What is required ->
Would you please copy every line from the records that contains the word "find"?

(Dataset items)
----------
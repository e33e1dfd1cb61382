//! Named track groupings.
//!
//! Playlists reference tracks by id, so library changes can never silently
//! retarget an entry; stale ids simply resolve to nothing at render time.

use thiserror::Error;
use uuid::Uuid;

use crate::library::TrackId;

#[derive(Debug, Error, PartialEq, Eq)]
pub enum PlaylistError {
    #[error("playlist name cannot be empty")]
    EmptyName,
    #[error("playlist \"{0}\" already exists")]
    DuplicateName(String),
}

/// Outcome of an add-track request, for UI feedback.
#[derive(Copy, Clone, Debug, PartialEq, Eq)]
pub enum AddOutcome {
    Added,
    AlreadyPresent,
}

#[derive(Clone, Debug)]
pub struct Playlist {
    pub id: String,
    pub name: String,
    pub tracks: Vec<TrackId>,
}

#[derive(Default)]
pub struct Playlists {
    items: Vec<Playlist>,
}

impl Playlists {
    pub fn new() -> Self {
        Self::default()
    }

    pub fn len(&self) -> usize {
        self.items.len()
    }

    pub fn is_empty(&self) -> bool {
        self.items.is_empty()
    }

    pub fn iter(&self) -> impl Iterator<Item = &Playlist> {
        self.items.iter()
    }

    pub fn get(&self, playlist_id: &str) -> Option<&Playlist> {
        self.items.iter().find(|p| p.id == playlist_id)
    }

    /// Create an empty playlist. The name is trimmed, must be non-empty and
    /// must not collide case-insensitively with an existing playlist.
    pub fn create(&mut self, name: &str) -> Result<&Playlist, PlaylistError> {
        let name = name.trim();
        if name.is_empty() {
            return Err(PlaylistError::EmptyName);
        }

        let lowered = name.to_lowercase();
        if self.items.iter().any(|p| p.name.to_lowercase() == lowered) {
            return Err(PlaylistError::DuplicateName(name.to_string()));
        }

        self.items.push(Playlist {
            id: Uuid::new_v4().to_string(),
            name: name.to_string(),
            tracks: Vec::new(),
        });
        Ok(&self.items[self.items.len() - 1])
    }

    /// Append a track unless it is already a member. `None` means no such
    /// playlist exists.
    pub fn add_track(&mut self, playlist_id: &str, track: TrackId) -> Option<AddOutcome> {
        let playlist = self.items.iter_mut().find(|p| p.id == playlist_id)?;
        if playlist.tracks.contains(&track) {
            return Some(AddOutcome::AlreadyPresent);
        }
        playlist.tracks.push(track);
        Some(AddOutcome::Added)
    }

    /// Remove a playlist, returning it for the deletion notice. The explicit
    /// confirmation step is the caller's responsibility.
    pub fn delete(&mut self, playlist_id: &str) -> Option<Playlist> {
        let index = self.items.iter().position(|p| p.id == playlist_id)?;
        Some(self.items.remove(index))
    }

    pub fn clear(&mut self) {
        self.items.clear();
    }
}

#[cfg(test)]
mod tests {
    use super::*;

    #[test]
    fn create_trims_and_stores_the_name() {
        let mut playlists = Playlists::new();
        let id = playlists.create("  Road Trip  ").unwrap().id.clone();
        assert_eq!(playlists.get(&id).unwrap().name, "Road Trip");
        assert_eq!(playlists.len(), 1);
    }

    #[test]
    fn create_rejects_empty_or_blank_names() {
        let mut playlists = Playlists::new();
        assert_eq!(playlists.create("").unwrap_err(), PlaylistError::EmptyName);
        assert_eq!(playlists.create("   ").unwrap_err(), PlaylistError::EmptyName);
        assert!(playlists.is_empty());
    }

    #[test]
    fn create_rejects_case_insensitive_duplicates() {
        let mut playlists = Playlists::new();
        playlists.create("Road Trip").unwrap();

        assert_eq!(
            playlists.create("road trip").unwrap_err(),
            PlaylistError::DuplicateName("road trip".to_string())
        );
        assert_eq!(playlists.len(), 1);
    }

    #[test]
    fn add_track_appends_once_and_reports_duplicates() {
        let mut playlists = Playlists::new();
        let id = playlists.create("Mix").unwrap().id.clone();

        let track = TrackId::from("track-1");
        assert_eq!(playlists.add_track(&id, track.clone()), Some(AddOutcome::Added));
        assert_eq!(
            playlists.add_track(&id, track.clone()),
            Some(AddOutcome::AlreadyPresent)
        );
        assert_eq!(playlists.get(&id).unwrap().tracks, vec![track]);

        assert_eq!(playlists.add_track("missing", TrackId::from("track-2")), None);
    }

    #[test]
    fn delete_removes_and_returns_the_playlist() {
        let mut playlists = Playlists::new();
        let id = playlists.create("Old").unwrap().id.clone();

        let removed = playlists.delete(&id).unwrap();
        assert_eq!(removed.name, "Old");
        assert!(playlists.is_empty());
        assert!(playlists.delete(&id).is_none());
    }
}
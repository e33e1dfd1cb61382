//! Track model and the in-memory library.
//!
//! `Library` owns the insertion-ordered track list that every view renders
//! from; file import, tag enrichment and sample seeding live in the
//! submodules.

mod import;
mod model;
mod samples;
mod tags;

pub use import::{ImportFile, default_title, is_audio_media_type, media_type_for_path, read_paths};
pub use model::{Artwork, Library, LoadReport, Track, TrackId, UNKNOWN_ALBUM, UNKNOWN_ARTIST};
pub use samples::{SAMPLE_TRACKS, SampleTrack};
pub use tags::{ExtractedTags, LoftyExtractor, TagError, TagExtractor};
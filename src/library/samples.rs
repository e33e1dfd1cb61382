//! Bundled starter content used to seed an empty library.

use std::fs;
use std::path::Path;
use std::sync::Arc;

use log::info;

use super::model::{Track, TrackId, UNKNOWN_ALBUM};

/// One bundled sample: fixed display metadata plus a file name resolved
/// against the configured sample directory.
#[derive(Copy, Clone)]
pub struct SampleTrack {
    pub title: &'static str,
    pub artist: &'static str,
    pub file: &'static str,
}

pub const SAMPLE_TRACKS: [SampleTrack; 3] = [
    SampleTrack {
        title: "Midnight Dreams",
        artist: "Ethereal Sounds",
        file: "sample1.mp3",
    },
    SampleTrack {
        title: "Neon Lights",
        artist: "Cyber Wave",
        file: "sample2.mp3",
    },
    SampleTrack {
        title: "Ocean Breeze",
        artist: "Ambient Flow",
        file: "sample3.mp3",
    },
];

/// Read one sample from disk. Sample content is optional, so a miss is only
/// logged.
pub(super) fn read_sample(dir: &Path, sample: &SampleTrack) -> Option<Vec<u8>> {
    let path = dir.join(sample.file);
    match fs::read(&path) {
        Ok(bytes) => Some(bytes),
        Err(err) => {
            info!("sample track {} not found: {}", path.display(), err);
            None
        }
    }
}

pub(super) fn sample_track(sample: &SampleTrack, bytes: Vec<u8>) -> Track {
    Track {
        id: TrackId::random(),
        title: sample.title.to_string(),
        artist: sample.artist.to_string(),
        album: UNKNOWN_ALBUM.to_string(),
        duration: None,
        artwork: None,
        payload: Arc::from(bytes),
    }
}
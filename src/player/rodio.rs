//! `PlaybackEngine` backed by rodio.

use std::time::Duration;

use log::debug;
use rodio::{Decoder, OutputStream, OutputStreamBuilder, Sink, Source};

use crate::library::Track;

use super::engine::{EngineError, PlaybackEngine};

pub struct RodioEngine {
    stream: OutputStream,
    sink: Option<Sink>,
    duration: Option<Duration>,
    volume: f32,
}

impl RodioEngine {
    pub fn new() -> Result<Self, EngineError> {
        let mut stream = OutputStreamBuilder::open_default_stream()?;
        // rodio logs to stderr when OutputStream is dropped. That's useful in
        // debugging, but noisy for a TUI app.
        stream.log_on_drop(false);

        Ok(Self {
            stream,
            sink: None,
            duration: None,
            volume: 1.0,
        })
    }
}

impl PlaybackEngine for RodioEngine {
    fn load(&mut self, track: &Track) -> Result<(), EngineError> {
        if let Some(old) = self.sink.take() {
            old.stop();
        }

        let source = Decoder::new(track.reader())?;
        // Prefer the decoded stream's own duration; the tag-derived one is a
        // fallback for formats the decoder cannot size.
        self.duration = source.total_duration().or(track.duration);

        let sink = Sink::connect_new(self.stream.mixer());
        sink.set_volume(self.volume);
        sink.append(source);
        sink.pause();
        self.sink = Some(sink);
        Ok(())
    }

    fn play(&mut self) {
        if let Some(sink) = &self.sink {
            sink.play();
        }
    }

    fn pause(&mut self) {
        if let Some(sink) = &self.sink {
            sink.pause();
        }
    }

    fn stop(&mut self) {
        if let Some(sink) = self.sink.take() {
            sink.stop();
        }
        self.duration = None;
    }

    fn set_volume(&mut self, volume: f32) {
        self.volume = volume;
        if let Some(sink) = &self.sink {
            sink.set_volume(volume);
        }
    }

    fn seek(&mut self, position: Duration) {
        if let Some(sink) = &self.sink {
            if let Err(err) = sink.try_seek(position) {
                debug!("seek to {position:?} unsupported for current source: {err}");
            }
        }
    }

    fn position(&self) -> Duration {
        self.sink
            .as_ref()
            .map(Sink::get_pos)
            .unwrap_or(Duration::ZERO)
    }

    fn duration(&self) -> Option<Duration> {
        self.duration
    }

    fn finished(&self) -> bool {
        self.sink.as_ref().map(Sink::empty).unwrap_or(false)
    }
}
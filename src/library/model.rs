use std::collections::HashMap;
use std::fmt;
use std::io::Cursor;
use std::path::Path;
use std::sync::Arc;
use std::time::Duration;

use log::warn;
use uuid::Uuid;

use crate::store::{StoreError, TrackStore};

use super::import::{self, ImportFile};
use super::samples;
use super::tags::TagExtractor;

pub const UNKNOWN_ARTIST: &str = "Unknown Artist";
pub const UNKNOWN_ALBUM: &str = "Unknown Album";

/// Stable, opaque identifier for a track.
///
/// Assigned once at import and never reused. Every cross-view reference
/// (favorites, playlists, recent history) is keyed on the id rather than on
/// a list position, so library mutations can never silently retarget them.
#[derive(Clone, Debug, PartialEq, Eq, Hash, PartialOrd, Ord)]
pub struct TrackId(String);

impl TrackId {
    pub fn random() -> Self {
        Self(Uuid::new_v4().to_string())
    }

    pub fn as_str(&self) -> &str {
        &self.0
    }
}

impl fmt::Display for TrackId {
    fn fmt(&self, f: &mut fmt::Formatter<'_>) -> fmt::Result {
        f.write_str(&self.0)
    }
}

impl From<String> for TrackId {
    fn from(raw: String) -> Self {
        Self(raw)
    }
}

impl From<&str> for TrackId {
    fn from(raw: &str) -> Self {
        Self(raw.to_string())
    }
}

/// Embedded cover art.
#[derive(Clone)]
pub struct Artwork {
    pub mime: String,
    pub data: Vec<u8>,
}

#[derive(Clone)]
pub struct Track {
    pub id: TrackId,
    pub title: String,
    pub artist: String,
    pub album: String,
    pub duration: Option<Duration>,
    pub artwork: Option<Artwork>,
    /// Original file bytes, shared so playable handles are cheap to derive.
    pub payload: Arc<[u8]>,
}

impl Track {
    /// Derive a fresh playable handle over the payload.
    ///
    /// Handles are session-local: hydrating from the store rebuilds the
    /// payload allocation, so a handle can never outlive the bytes it reads.
    pub fn reader(&self) -> Cursor<Arc<[u8]>> {
        Cursor::new(Arc::clone(&self.payload))
    }
}

/// The authoritative, insertion-ordered track list.
#[derive(Default)]
pub struct Library {
    tracks: Vec<Track>,
    by_id: HashMap<TrackId, usize>,
}

/// What startup hydration found: persisted tracks, or freshly seeded samples.
#[derive(Copy, Clone, Debug, Default, PartialEq, Eq)]
pub struct LoadReport {
    pub restored: usize,
    pub seeded: usize,
}

impl Library {
    pub fn new() -> Self {
        Self::default()
    }

    pub fn len(&self) -> usize {
        self.tracks.len()
    }

    pub fn is_empty(&self) -> bool {
        self.tracks.is_empty()
    }

    pub fn tracks(&self) -> &[Track] {
        &self.tracks
    }

    pub fn get(&self, index: usize) -> Option<&Track> {
        self.tracks.get(index)
    }

    pub fn index_of(&self, id: &TrackId) -> Option<usize> {
        self.by_id.get(id).copied()
    }

    pub fn get_by_id(&self, id: &TrackId) -> Option<&Track> {
        self.index_of(id).and_then(|index| self.tracks.get(index))
    }

    fn push(&mut self, track: Track) -> usize {
        let index = self.tracks.len();
        self.by_id.insert(track.id.clone(), index);
        self.tracks.push(track);
        index
    }

    /// Import a batch of files: every file whose media type indicates audio
    /// becomes a new track (generated id, filename-derived title, placeholder
    /// artist/album, no duration yet), appended in order and written through
    /// to the store. Non-audio files are silently skipped.
    ///
    /// Returns the ids of the added tracks so the caller can enrich them.
    pub fn add_files(
        &mut self,
        store: &TrackStore,
        files: Vec<ImportFile>,
    ) -> Result<Vec<TrackId>, StoreError> {
        let mut added = Vec::new();
        for file in files {
            if !import::is_audio_media_type(&file.media_type) {
                continue;
            }
            let track = import::synthesize_track(file);
            let id = track.id.clone();
            let index = self.push(track);
            store.put(&self.tracks[index])?;
            added.push(id);
        }
        Ok(added)
    }

    /// Run the tag-extraction collaborator over a track's payload and apply
    /// whatever it recovered, re-persisting the record afterwards.
    ///
    /// Extraction failure is non-fatal: it is logged and the synthesized
    /// defaults are kept. Returns whether the track changed.
    pub fn enrich(
        &mut self,
        store: &TrackStore,
        extractor: &dyn TagExtractor,
        id: &TrackId,
    ) -> Result<bool, StoreError> {
        let Some(index) = self.index_of(id) else {
            return Ok(false);
        };

        let tags = match extractor.extract(&self.tracks[index].payload) {
            Ok(tags) => tags,
            Err(err) => {
                warn!(
                    "metadata extraction failed for \"{}\": {}",
                    self.tracks[index].title, err
                );
                return Ok(false);
            }
        };

        let track = &mut self.tracks[index];
        if let Some(title) = tags.title {
            track.title = title;
        }
        if let Some(artist) = tags.artist {
            track.artist = artist;
        }
        if let Some(album) = tags.album {
            track.album = album;
        }
        if let Some(artwork) = tags.artwork {
            track.artwork = Some(artwork);
        }
        if tags.duration.is_some() {
            track.duration = tags.duration;
        }

        store.put(&self.tracks[index])?;
        Ok(true)
    }

    /// Startup hydration: restore every persisted track, or seed the bundled
    /// samples when the store is empty. A missing sample file is skipped
    /// without failing the whole load; store failures propagate.
    pub fn load_from_store(
        &mut self,
        store: &TrackStore,
        sample_dir: &Path,
    ) -> Result<LoadReport, StoreError> {
        let restored = store.get_all()?;
        if !restored.is_empty() {
            let count = restored.len();
            for track in restored {
                self.push(track);
            }
            return Ok(LoadReport {
                restored: count,
                seeded: 0,
            });
        }

        let mut seeded = 0;
        for sample in samples::SAMPLE_TRACKS {
            let Some(bytes) = samples::read_sample(sample_dir, &sample) else {
                continue;
            };
            let index = self.push(samples::sample_track(&sample, bytes));
            store.put(&self.tracks[index])?;
            seeded += 1;
        }
        Ok(LoadReport {
            restored: 0,
            seeded,
        })
    }

    /// Wipe the store and the in-memory list. The store is cleared first; if
    /// that fails the list is left untouched so nothing disappears from view
    /// without having been deleted.
    pub fn clear(&mut self, store: &TrackStore) -> Result<(), StoreError> {
        store.clear()?;
        self.tracks.clear();
        self.by_id.clear();
        Ok(())
    }

    /// Test fixture: a library seeded without going through a store.
    #[cfg(test)]
    pub(crate) fn with_tracks(tracks: Vec<Track>) -> Self {
        let mut library = Library::new();
        for track in tracks {
            library.push(track);
        }
        library
    }

    /// Case-insensitive substring search over title, artist and album.
    /// An empty query lists the whole library.
    pub fn search(&self, query: &str) -> Vec<usize> {
        let query = query.trim().to_lowercase();
        if query.is_empty() {
            return (0..self.tracks.len()).collect();
        }

        self.tracks
            .iter()
            .enumerate()
            .filter(|(_, track)| {
                track.title.to_lowercase().contains(&query)
                    || track.artist.to_lowercase().contains(&query)
                    || track.album.to_lowercase().contains(&query)
            })
            .map(|(index, _)| index)
            .collect()
    }
}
----------
Exercise output ->
        self.items.iter().find(|p| p.id == playlist_id)
        let playlist = self.items.iter_mut().find(|p| p.id == playlist_id)?;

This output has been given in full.